Утром, рассказал я, в университете мне нужно было кое-что уладить в канцелярии, потом я побывал в библиотеке, чтобы проверить кое-какую библиографию о Пандзакки. В час я пошел обедать в ресторан «Попугай», не в тот, который называют «сухим», возле башни Азинелли, — он соответствует своей славе, по-моему, только в том, что касается цен, но кухня там неважная, — а в другой, в ресторан «Попугай с бульоном», на одной из боковых улочек недалеко от улицы Галлериа, его фирменными блюдами как раз и были супы, отварные овощи, мясо и рыба в бульоне, а цены там более чем скромные. После обеда я встретился с друзьями, прошелся по книжным магазинам в центре, выпил чаю у Дзанарини, на площади Гальвани, в конце Павльоне. В общем, день я провел довольно приятно, закончил я свой рассказ, почти «как в те времена, когда регулярно ездил на занятия».

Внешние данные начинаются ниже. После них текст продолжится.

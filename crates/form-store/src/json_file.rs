use std::io::ErrorKind;
use std::path::{Path, PathBuf};

use async_trait::async_trait;
use form_spec::{FieldDefinition, OrderUpdate};
use tokio::sync::Mutex;
use tracing::debug;

use crate::catalog::Catalog;
use crate::port::{CategoryRow, FieldPatch, FieldStore, StoreError, StoreResult};

/// Field store persisted as one JSON document.
///
/// Every operation reads the file, applies the change and writes it back; a
/// missing file is an empty store. Operations through one instance are
/// serialized, other processes writing the same file are not coordinated.
#[derive(Debug)]
pub struct JsonFileFieldStore {
    path: PathBuf,
    lock: Mutex<()>,
}

impl JsonFileFieldStore {
    pub fn new(path: impl Into<PathBuf>) -> Self {
        Self {
            path: path.into(),
            lock: Mutex::new(()),
        }
    }

    pub fn path(&self) -> &Path {
        &self.path
    }

    pub async fn load(&self) -> StoreResult<Catalog> {
        let raw = match tokio::fs::read(&self.path).await {
            Ok(raw) => raw,
            Err(err) if err.kind() == ErrorKind::NotFound => return Ok(Catalog::default()),
            Err(source) => {
                return Err(StoreError::Io {
                    path: self.path.clone(),
                    source,
                });
            }
        };
        serde_json::from_slice(&raw).map_err(|source| StoreError::Json {
            path: self.path.clone(),
            source,
        })
    }

    async fn save(&self, catalog: &Catalog) -> StoreResult<()> {
        let raw = serde_json::to_vec_pretty(catalog).map_err(|source| StoreError::Json {
            path: self.path.clone(),
            source,
        })?;
        if let Some(parent) = self.path.parent()
            && !parent.as_os_str().is_empty()
        {
            tokio::fs::create_dir_all(parent)
                .await
                .map_err(|source| StoreError::Io {
                    path: parent.to_path_buf(),
                    source,
                })?;
        }
        tokio::fs::write(&self.path, raw)
            .await
            .map_err(|source| StoreError::Io {
                path: self.path.clone(),
                source,
            })?;
        debug!(path = %self.path.display(), fields = catalog.fields.len(), "store file written");
        Ok(())
    }

    async fn read<T>(&self, op: impl FnOnce(&Catalog) -> StoreResult<T> + Send) -> StoreResult<T> {
        let _guard = self.lock.lock().await;
        let catalog = self.load().await?;
        op(&catalog)
    }

    async fn write<T: Send>(
        &self,
        op: impl FnOnce(&mut Catalog) -> StoreResult<T> + Send,
    ) -> StoreResult<T> {
        let _guard = self.lock.lock().await;
        let mut catalog = self.load().await?;
        let output = op(&mut catalog)?;
        self.save(&catalog).await?;
        Ok(output)
    }
}

#[async_trait]
impl FieldStore for JsonFileFieldStore {
    async fn categories(&self) -> StoreResult<Vec<CategoryRow>> {
        self.read(|catalog| Ok(catalog.categories())).await
    }

    async fn create_category(&self, id: &str, name: &str) -> StoreResult<CategoryRow> {
        self.write(|catalog| catalog.create_category(id, name)).await
    }

    async fn delete_category(&self, id: &str) -> StoreResult<usize> {
        self.write(|catalog| catalog.delete_category(id)).await
    }

    async fn list(&self, category_id: &str) -> StoreResult<Vec<FieldDefinition>> {
        self.read(|catalog| catalog.list(category_id)).await
    }

    async fn get(&self, id: &str) -> StoreResult<FieldDefinition> {
        self.read(|catalog| catalog.get(id)).await
    }

    async fn create(&self, field: FieldDefinition) -> StoreResult<FieldDefinition> {
        self.write(|catalog| catalog.create(field)).await
    }

    async fn update(&self, id: &str, patch: FieldPatch) -> StoreResult<FieldDefinition> {
        self.write(|catalog| catalog.update(id, &patch)).await
    }

    async fn delete(&self, id: &str) -> StoreResult<()> {
        self.write(|catalog| catalog.delete(id)).await
    }

    async fn reorder(&self, updates: &[OrderUpdate]) -> StoreResult<()> {
        self.write(|catalog| catalog.reorder(updates)).await
    }
}

#[cfg(test)]
mod tests {
    use super::*;
    use form_spec::FieldType;

    #[tokio::test]
    async fn changes_survive_a_new_instance() {
        let dir = tempfile::tempdir().expect("temp dir");
        let path = dir.path().join("nested").join("store.json");

        let store = JsonFileFieldStore::new(&path);
        store.create_category("jobs", "Jobs").await.expect("category");
        let field = FieldDefinition::new("Portfolio", FieldType::Url)
            .expect("field")
            .in_category("jobs");
        let created = store.create(field).await.expect("create");

        let reopened = JsonFileFieldStore::new(&path);
        let fields = reopened.list("jobs").await.expect("list");
        assert_eq!(fields.len(), 1);
        assert_eq!(fields[0].id, created.id);
        assert_eq!(fields[0].kind, FieldType::Url);
    }

    #[tokio::test]
    async fn missing_file_is_an_empty_store() {
        let dir = tempfile::tempdir().expect("temp dir");
        let store = JsonFileFieldStore::new(dir.path().join("absent.json"));
        assert!(store.categories().await.expect("categories").is_empty());
    }

    #[tokio::test]
    async fn corrupt_file_reports_json_error() {
        let dir = tempfile::tempdir().expect("temp dir");
        let path = dir.path().join("store.json");
        std::fs::write(&path, "{ not json").expect("write");
        let store = JsonFileFieldStore::new(&path);
        assert!(matches!(
            store.categories().await,
            Err(StoreError::Json { .. })
        ));
    }
}
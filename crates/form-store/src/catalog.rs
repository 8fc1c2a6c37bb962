use std::collections::HashSet;

use form_spec::{FieldDefinition, OrderUpdate, sort_by_order};
use serde::{Deserialize, Serialize};
use uuid::Uuid;

use crate::port::{CategoryRow, FieldPatch, StoreError, StoreResult};

/// Whole store contents: the document the adapters keep in memory or on disk.
#[derive(Debug, Clone, Default, PartialEq, Serialize, Deserialize)]
pub struct Catalog {
    #[serde(default)]
    pub categories: Vec<CategoryRow>,
    #[serde(default)]
    pub fields: Vec<FieldDefinition>,
}

impl Catalog {
    pub fn categories(&self) -> Vec<CategoryRow> {
        self.categories.clone()
    }

    pub fn create_category(&mut self, id: &str, name: &str) -> StoreResult<CategoryRow> {
        if self.has_category(id) {
            return Err(StoreError::CategoryExists(id.to_string()));
        }
        let row = CategoryRow {
            id: id.to_string(),
            name: name.to_string(),
        };
        self.categories.push(row.clone());
        Ok(row)
    }

    pub fn delete_category(&mut self, id: &str) -> StoreResult<usize> {
        let before = self.categories.len();
        self.categories.retain(|category| category.id != id);
        if self.categories.len() == before {
            return Err(StoreError::CategoryNotFound(id.to_string()));
        }
        let fields_before = self.fields.len();
        self.fields.retain(|field| field.category_id != id);
        Ok(fields_before - self.fields.len())
    }

    pub fn list(&self, category_id: &str) -> StoreResult<Vec<FieldDefinition>> {
        if !self.has_category(category_id) {
            return Err(StoreError::CategoryNotFound(category_id.to_string()));
        }
        let mut fields = self
            .fields
            .iter()
            .filter(|field| field.category_id == category_id)
            .cloned()
            .collect::<Vec<_>>();
        sort_by_order(&mut fields);
        Ok(fields)
    }

    pub fn get(&self, id: &str) -> StoreResult<FieldDefinition> {
        Ok(self.fields[self.position(id)?].clone())
    }

    pub fn create(&mut self, field: FieldDefinition) -> StoreResult<FieldDefinition> {
        if !self.has_category(&field.category_id) {
            return Err(StoreError::CategoryNotFound(field.category_id.clone()));
        }
        let field = field
            .normalized()
            .with_id(Uuid::new_v4().to_string());
        self.ensure_unique_name(&field)?;
        self.fields.push(field.clone());
        Ok(field)
    }

    pub fn update(&mut self, id: &str, patch: &FieldPatch) -> StoreResult<FieldDefinition> {
        let index = self.position(id)?;
        let mut updated = self.fields[index].clone();
        patch.apply(&mut updated);
        let updated = updated.normalized();
        self.ensure_unique_name(&updated)?;
        self.fields[index] = updated.clone();
        Ok(updated)
    }

    pub fn delete(&mut self, id: &str) -> StoreResult<()> {
        let index = self.position(id)?;
        self.fields.remove(index);
        Ok(())
    }

    /// Applies every update or none of them.
    pub fn reorder(&mut self, updates: &[OrderUpdate]) -> StoreResult<()> {
        let known = self
            .fields
            .iter()
            .map(|field| field.id.as_str())
            .collect::<HashSet<_>>();
        if let Some(missing) = updates.iter().find(|update| !known.contains(update.id.as_str())) {
            return Err(StoreError::FieldNotFound(missing.id.clone()));
        }
        for update in updates {
            if let Some(field) = self.fields.iter_mut().find(|field| field.id == update.id) {
                field.order = update.order;
            }
        }
        Ok(())
    }

    fn has_category(&self, id: &str) -> bool {
        self.categories.iter().any(|category| category.id == id)
    }

    fn position(&self, id: &str) -> StoreResult<usize> {
        self.fields
            .iter()
            .position(|field| field.id == id)
            .ok_or_else(|| StoreError::FieldNotFound(id.to_string()))
    }

    fn ensure_unique_name(&self, candidate: &FieldDefinition) -> StoreResult<()> {
        let clash = self.fields.iter().any(|field| {
            field.category_id == candidate.category_id
                && field.id != candidate.id
                && field.name == candidate.name
        });
        if clash {
            return Err(StoreError::DuplicateName {
                category_id: candidate.category_id.clone(),
                name: candidate.name.clone(),
            });
        }
        Ok(())
    }
}

#[cfg(test)]
mod tests {
    use super::*;
    use form_spec::FieldType;

    fn catalog() -> Catalog {
        let mut catalog = Catalog::default();
        catalog.create_category("jobs", "Jobs").expect("category");
        catalog.create_category("grants", "Grants").expect("category");
        catalog
    }

    fn draft(category: &str, label: &str, order: u32) -> FieldDefinition {
        FieldDefinition::new(label, FieldType::Text)
            .expect("field")
            .in_category(category)
            .with_order(order)
    }

    #[test]
    fn create_assigns_ids_and_rejects_duplicate_names() {
        let mut catalog = catalog();
        let first = catalog.create(draft("jobs", "Full Name", 0)).expect("create");
        assert!(!first.id.is_empty());
        assert_eq!(first.name, "full_name");

        let err = catalog.create(draft("jobs", "full  name", 1)).unwrap_err();
        assert!(matches!(err, StoreError::DuplicateName { .. }));

        // Same name in a different category is fine.
        catalog.create(draft("grants", "Full Name", 0)).expect("create");
    }

    #[test]
    fn deleting_category_cascades_to_fields() {
        let mut catalog = catalog();
        catalog.create(draft("jobs", "A", 0)).expect("create");
        catalog.create(draft("jobs", "B", 1)).expect("create");
        catalog.create(draft("grants", "C", 0)).expect("create");
        assert_eq!(catalog.delete_category("jobs").expect("delete"), 2);
        assert_eq!(catalog.fields.len(), 1);
        assert!(matches!(
            catalog.list("jobs"),
            Err(StoreError::CategoryNotFound(_))
        ));
    }

    #[test]
    fn reorder_is_all_or_nothing() {
        let mut catalog = catalog();
        let a = catalog.create(draft("jobs", "A", 0)).expect("create");
        let err = catalog
            .reorder(&[
                OrderUpdate { id: a.id.clone(), order: 5 },
                OrderUpdate { id: "ghost".into(), order: 0 },
            ])
            .unwrap_err();
        assert!(matches!(err, StoreError::FieldNotFound(id) if id == "ghost"));
        assert_eq!(catalog.list("jobs").expect("list")[0].order, 0);
    }

    #[test]
    fn update_keeps_id_and_category() {
        let mut catalog = catalog();
        let field = catalog.create(draft("jobs", "Email", 0)).expect("create");
        let patch = FieldPatch {
            label: Some("Work Email".into()),
            name: Some(String::new()),
            kind: Some(FieldType::Email),
            ..FieldPatch::default()
        };
        let updated = catalog.update(&field.id, &patch).expect("update");
        assert_eq!(updated.id, field.id);
        assert_eq!(updated.category_id, "jobs");
        assert_eq!(updated.name, "work_email");
        assert_eq!(updated.kind, FieldType::Email);
        assert_eq!(updated.order, field.order);
    }
}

— Знаешь, прежде чем отправиться на вокзал, — добавил я, сочиняя на ходу, не знаю, какой демон потянул меня за язык рассказать подобную историю, — у меня хватило времени даже заглянуть на улицу Ока.
— На улицу Ока? — переспросил Альберто, очень заинтересованно, но и вместе с тем робко.
Ничего другого и не надо было мне, чтобы испытать то горькое чувство удовлетворения, которое испытывал мой отец, выставляя себя перед Финци-Контини гораздо грубее и большим гоем, чем был на самом деле.
— Как! — воскликнул я. — Ты никогда не слышал об улице Ока? Но там… один из самых знаменитых в Италии семейных пансионов.
Он покашлял смущенно:
— Нет, я не знаю.
Потом, резко изменив тон и тему разговора, он сказал, что тоже через несколько дней должен ехать в Милан и пробудет там, по крайней мере, неделю. Июнь совсем не так далеко, как кажется, а он еще не нашел преподавателя, который согласился бы помочь ему написать хоть какую-нибудь дипломную работу, хотя, по правде говоря, он и не искал.
Потом, перескочив снова на другую тему (голос его мало-помалу приобрел вновь скучающий и шутливый тон), он спросил, не проезжал ли я на велосипеде возле стены Ангелов. Он в тот момент был в саду — вышел посмотреть, во что дожди превратили теннисный корт. Он не смог разобрать, точно ли я был тот тип, который сидел на велосипеде, придерживаясь рукой за ствол дерева, и смотрел вниз, в парк. Трудно было сказать, кто это был, потому что он был далеко, а уже темнело. Так это был я? И я признался, что это был именно я, — я возвращался домой с вокзала как раз вдоль стены Ангелов, потому что мне ужасно противно проезжать мимо мерзких морд, которые собираются напротив кафе Борса, на проспекте Рома, или прогуливаются по Джовекке. Так, значит, это был я? Он так и думал! Но если это был я, почему я не ответил на его крик и свист? Я что, не слышал?